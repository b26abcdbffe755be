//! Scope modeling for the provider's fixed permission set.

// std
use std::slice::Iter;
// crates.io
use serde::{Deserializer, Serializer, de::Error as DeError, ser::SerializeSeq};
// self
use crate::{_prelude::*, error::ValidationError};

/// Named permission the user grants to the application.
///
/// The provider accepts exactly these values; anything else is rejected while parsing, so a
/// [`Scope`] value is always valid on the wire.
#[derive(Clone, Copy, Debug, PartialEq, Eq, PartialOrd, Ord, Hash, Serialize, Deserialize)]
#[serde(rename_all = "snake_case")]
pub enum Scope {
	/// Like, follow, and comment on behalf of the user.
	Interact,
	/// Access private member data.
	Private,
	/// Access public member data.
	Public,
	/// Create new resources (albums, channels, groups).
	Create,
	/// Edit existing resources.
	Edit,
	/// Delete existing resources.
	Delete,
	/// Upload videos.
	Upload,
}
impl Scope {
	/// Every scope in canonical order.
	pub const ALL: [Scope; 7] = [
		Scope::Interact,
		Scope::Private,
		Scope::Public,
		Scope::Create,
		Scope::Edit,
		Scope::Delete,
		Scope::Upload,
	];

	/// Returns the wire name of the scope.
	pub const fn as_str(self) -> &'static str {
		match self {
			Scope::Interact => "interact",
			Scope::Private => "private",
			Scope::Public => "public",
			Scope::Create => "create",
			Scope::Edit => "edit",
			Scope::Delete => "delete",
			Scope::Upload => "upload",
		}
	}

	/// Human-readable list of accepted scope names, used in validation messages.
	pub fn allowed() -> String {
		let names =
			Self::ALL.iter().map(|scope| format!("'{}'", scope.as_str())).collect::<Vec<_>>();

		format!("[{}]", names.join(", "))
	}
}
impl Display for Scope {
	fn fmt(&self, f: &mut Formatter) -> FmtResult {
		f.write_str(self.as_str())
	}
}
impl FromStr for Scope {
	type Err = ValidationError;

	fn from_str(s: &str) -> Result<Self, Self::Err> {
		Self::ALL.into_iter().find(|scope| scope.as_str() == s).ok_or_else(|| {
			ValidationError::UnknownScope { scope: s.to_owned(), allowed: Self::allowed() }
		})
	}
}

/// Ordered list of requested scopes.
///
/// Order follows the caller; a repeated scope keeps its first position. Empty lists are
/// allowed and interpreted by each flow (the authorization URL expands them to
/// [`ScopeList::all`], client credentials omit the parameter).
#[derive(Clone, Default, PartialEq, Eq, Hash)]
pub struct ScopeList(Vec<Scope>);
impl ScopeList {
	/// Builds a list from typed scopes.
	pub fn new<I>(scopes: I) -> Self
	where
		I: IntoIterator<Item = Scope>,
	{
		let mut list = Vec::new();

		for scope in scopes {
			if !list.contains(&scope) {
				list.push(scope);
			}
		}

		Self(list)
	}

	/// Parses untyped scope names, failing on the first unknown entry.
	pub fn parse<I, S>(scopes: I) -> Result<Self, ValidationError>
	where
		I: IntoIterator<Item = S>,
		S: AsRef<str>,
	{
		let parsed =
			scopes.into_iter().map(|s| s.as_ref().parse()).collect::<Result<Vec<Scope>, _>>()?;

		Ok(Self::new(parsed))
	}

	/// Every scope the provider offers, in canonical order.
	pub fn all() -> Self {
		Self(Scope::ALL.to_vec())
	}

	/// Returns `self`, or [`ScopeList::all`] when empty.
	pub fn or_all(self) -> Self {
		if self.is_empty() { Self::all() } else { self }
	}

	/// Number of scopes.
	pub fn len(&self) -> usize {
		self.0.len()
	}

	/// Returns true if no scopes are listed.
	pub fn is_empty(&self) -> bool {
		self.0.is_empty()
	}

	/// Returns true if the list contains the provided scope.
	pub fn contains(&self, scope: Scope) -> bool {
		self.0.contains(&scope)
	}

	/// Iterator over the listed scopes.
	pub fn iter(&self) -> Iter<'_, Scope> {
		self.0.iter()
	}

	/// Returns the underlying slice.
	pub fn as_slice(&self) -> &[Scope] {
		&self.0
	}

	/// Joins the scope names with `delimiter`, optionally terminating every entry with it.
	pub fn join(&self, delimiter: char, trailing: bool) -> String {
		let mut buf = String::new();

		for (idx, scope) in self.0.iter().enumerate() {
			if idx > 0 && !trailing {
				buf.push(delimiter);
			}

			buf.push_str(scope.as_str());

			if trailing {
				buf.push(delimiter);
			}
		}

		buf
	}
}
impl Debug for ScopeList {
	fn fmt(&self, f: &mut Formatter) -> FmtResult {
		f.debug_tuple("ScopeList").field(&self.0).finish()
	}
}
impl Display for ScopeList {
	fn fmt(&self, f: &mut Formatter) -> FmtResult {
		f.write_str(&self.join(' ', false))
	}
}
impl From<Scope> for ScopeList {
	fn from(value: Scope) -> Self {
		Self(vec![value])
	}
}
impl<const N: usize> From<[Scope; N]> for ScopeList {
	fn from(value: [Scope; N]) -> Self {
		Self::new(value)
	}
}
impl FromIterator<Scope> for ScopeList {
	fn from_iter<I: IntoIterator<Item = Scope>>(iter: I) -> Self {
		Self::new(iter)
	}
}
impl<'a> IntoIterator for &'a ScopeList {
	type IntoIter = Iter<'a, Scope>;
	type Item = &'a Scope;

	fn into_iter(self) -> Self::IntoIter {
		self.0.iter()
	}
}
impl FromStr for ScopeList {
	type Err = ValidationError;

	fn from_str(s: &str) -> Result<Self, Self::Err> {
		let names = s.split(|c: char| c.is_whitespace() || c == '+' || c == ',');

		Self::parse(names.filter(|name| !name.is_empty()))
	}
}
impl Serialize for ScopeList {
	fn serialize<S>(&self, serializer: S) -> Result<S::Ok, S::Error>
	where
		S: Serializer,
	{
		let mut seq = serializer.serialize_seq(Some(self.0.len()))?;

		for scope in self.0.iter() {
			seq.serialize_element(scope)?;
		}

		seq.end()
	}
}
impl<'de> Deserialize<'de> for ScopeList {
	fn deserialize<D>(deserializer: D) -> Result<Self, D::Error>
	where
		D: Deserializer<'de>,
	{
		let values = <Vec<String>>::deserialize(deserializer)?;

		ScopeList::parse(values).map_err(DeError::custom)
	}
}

Aim of the task: Without changing a word, restate the whole listing.

Response box:
repository b26abcdbffe755be
//! Scope modeling for the provider's fixed permission set.

// std
use std::slice::Iter;
// crates.io
use serde::{Deserializer, Serializer, de::Error as DeError, ser::SerializeSeq};
// self
use crate::{_prelude::*, error::ValidationError};

/// Named permission the user grants to the application.
///
/// The provider accepts exactly these values; anything else is rejected while parsing, so a
/// [`Scope`] value is always valid on the wire.
#[derive(Clone, Copy, Debug, PartialEq, Eq, PartialOrd, Ord, Hash, Serialize, Deserialize)]
#[serde(rename_all = "snake_case")]
pub enum Scope {
	/// Like, follow, and comment on behalf of the user.
	Interact,
	/// Access private member data.
	Private,
	/// Access public member data.
	Public,
	/// Create new resources (albums, channels, groups).
	Create,
	/// Edit existing resources.
	Edit,
	/// Delete existing resources.
	Delete,
	/// Upload videos.
	Upload,
}
impl Scope {
	/// Every scope in canonical order.
	pub const ALL: [Scope; 7] = [
		Scope::Interact,
		Scope::Private,
		Scope::Public,
		Scope::Create,
		Scope::Edit,
		Scope::Delete,
		Scope::Upload,
	];

	/// Returns the wire name of the scope.
	pub const fn as_str(self) -> &'static str {
		match self {
			Scope::Interact => "interact",
			Scope::Private => "private",
			Scope::Public => "public",
			Scope::Create => "create",
			Scope::Edit => "edit",
			Scope::Delete => "delete",
			Scope::Upload => "upload",
		}
	}

	/// Human-readable list of accepted scope names, used in validation messages.
	pub fn allowed() -> String {
		let names =
			Self::ALL.iter().map(|scope| format!("'{}'", scope.as_str())).collect::<Vec<_>>();

		format!("[{}]", names.join(", "))
	}
}
impl Display for Scope {
	fn fmt(&self, f: &mut Formatter) -> FmtResult {
		f.write_str(self.as_str())
	}
}
impl FromStr for Scope {
	type Err = ValidationError;

	fn from_str(s: &str) -> Result<Self, Self::Err> {
		Self::ALL.into_iter().find(|scope| scope.as_str() == s).ok_or_else(|| {
			ValidationError::UnknownScope { scope: s.to_owned(), allowed: Self::allowed() }
		})
	}
}

/// Ordered list of requested scopes.
///
/// Order follows the caller; a repeated scope keeps its first position. Empty lists are
/// allowed and interpreted by each flow (the authorization URL expands them to
/// [`ScopeList::all`], client credentials omit the parameter).
#[derive(Clone, Default, PartialEq, Eq, Hash)]
pub struct ScopeList(Vec<Scope>);
impl ScopeList {
	/// Builds a list from typed scopes.
	pub fn new<I>(scopes: I) -> Self
	where
		I: IntoIterator<Item = Scope>,
	{
		let mut list = Vec::new();

		for scope in scopes {
			if !list.contains(&scope) {
				list.push(scope);
			}
		}

		Self(list)
	}

	/// Parses untyped scope names, failing on the first unknown entry.
	pub fn parse<I, S>(scopes: I) -> Result<Self, ValidationError>
	where
		I: IntoIterator<Item = S>,
		S: AsRef<str>,
	{
		let parsed =
			scopes.into_iter().map(|s| s.as_ref().parse()).collect::<Result<Vec<Scope>, _>>()?;

		Ok(Self::new(parsed))
	}

	/// Every scope the provider offers, in canonical order.
	pub fn all() -> Self {
		Self(Scope::ALL.to_vec())
	}

	/// Returns `self`, or [`ScopeList::all`] when empty.
	pub fn or_all(self) -> Self {
		if self.is_empty() { Self::all() } else { self }
	}

	/// Number of scopes.
	pub fn len(&self) -> usize {
		self.0.len()
	}

	/// Returns true if no scopes are listed.
	pub fn is_empty(&self) -> bool {
		self.0.is_empty()
	}

	/// Returns true if the list contains the provided scope.
	pub fn contains(&self, scope: Scope) -> bool {
		self.0.contains(&scope)
	}

	/// Iterator over the listed scopes.
	pub fn iter(&self) -> Iter<'_, Scope> {
		self.0.iter()
	}

	/// Returns the underlying slice.
	pub fn as_slice(&self) -> &[Scope] {
		&self.0
	}

	/// Joins the scope names with `delimiter`, optionally terminating every entry with it.
	pub fn join(&self, delimiter: char, trailing: bool) -> String {
		let mut buf = String::new();

		for (idx, scope) in self.0.iter().enumerate() {
			if idx > 0 && !trailing {
				buf.push(delimiter);
			}

			buf.push_str(scope.as_str());

			if trailing {
				buf.push(delimiter);
			}
		}

		buf
	}
}
impl Debug for ScopeList {
	fn fmt(&self, f: &mut Formatter) -> FmtResult {
		f.debug_tuple("ScopeList").field(&self.0).finish()
	}
}
impl Display for ScopeList {
	fn fmt(&self, f: &mut Formatter) -> FmtResult {
		f.write_str(&self.join(' ', false))
	}
}
impl From<Scope> for ScopeList {
	fn from(value: Scope) -> Self {
		Self(vec![value])
	}
}
impl<const N: usize> From<[Scope; N]> for ScopeList {
	fn from(value: [Scope; N]) -> Self {
		Self::new(value)
	}
}
impl FromIterator<Scope> for ScopeList {
	fn from_iter<I: IntoIterator<Item = Scope>>(iter: I) -> Self {
		Self::new(iter)
	}
}
impl<'a> IntoIterator for &'a ScopeList {
	type IntoIter = Iter<'a, Scope>;
	type Item = &'a Scope;

	fn into_iter(self) -> Self::IntoIter {
		self.0.iter()
	}
}
impl FromStr for ScopeList {
	type Err = ValidationError;

	fn from_str(s: &str) -> Result<Self, Self::Err> {
		let names = s.split(|c: char| c.is_whitespace() || c == '+' || c == ',');

		Self::parse(names.filter(|name| !name.is_empty()))
	}
}
impl Serialize for ScopeList {
	fn serialize<S>(&self, serializer: S) -> Result<S::Ok, S::Error>
	where
		S: Serializer,
	{
		let mut seq = serializer.serialize_seq(Some(self.0.len()))?;

		for scope in self.0.iter() {
			seq.serialize_element(scope)?;
		}

		seq.end()
	}
}
impl<'de> Deserialize<'de> for ScopeList {
	fn deserialize<D>(deserializer: D) -> Result<Self, D::Error>
	where
		D: Deserializer<'de>,
	{
		let values = <Vec<String>>::deserialize(deserializer)?;

		ScopeList::parse(values).map_err(DeError::custom)
	}
}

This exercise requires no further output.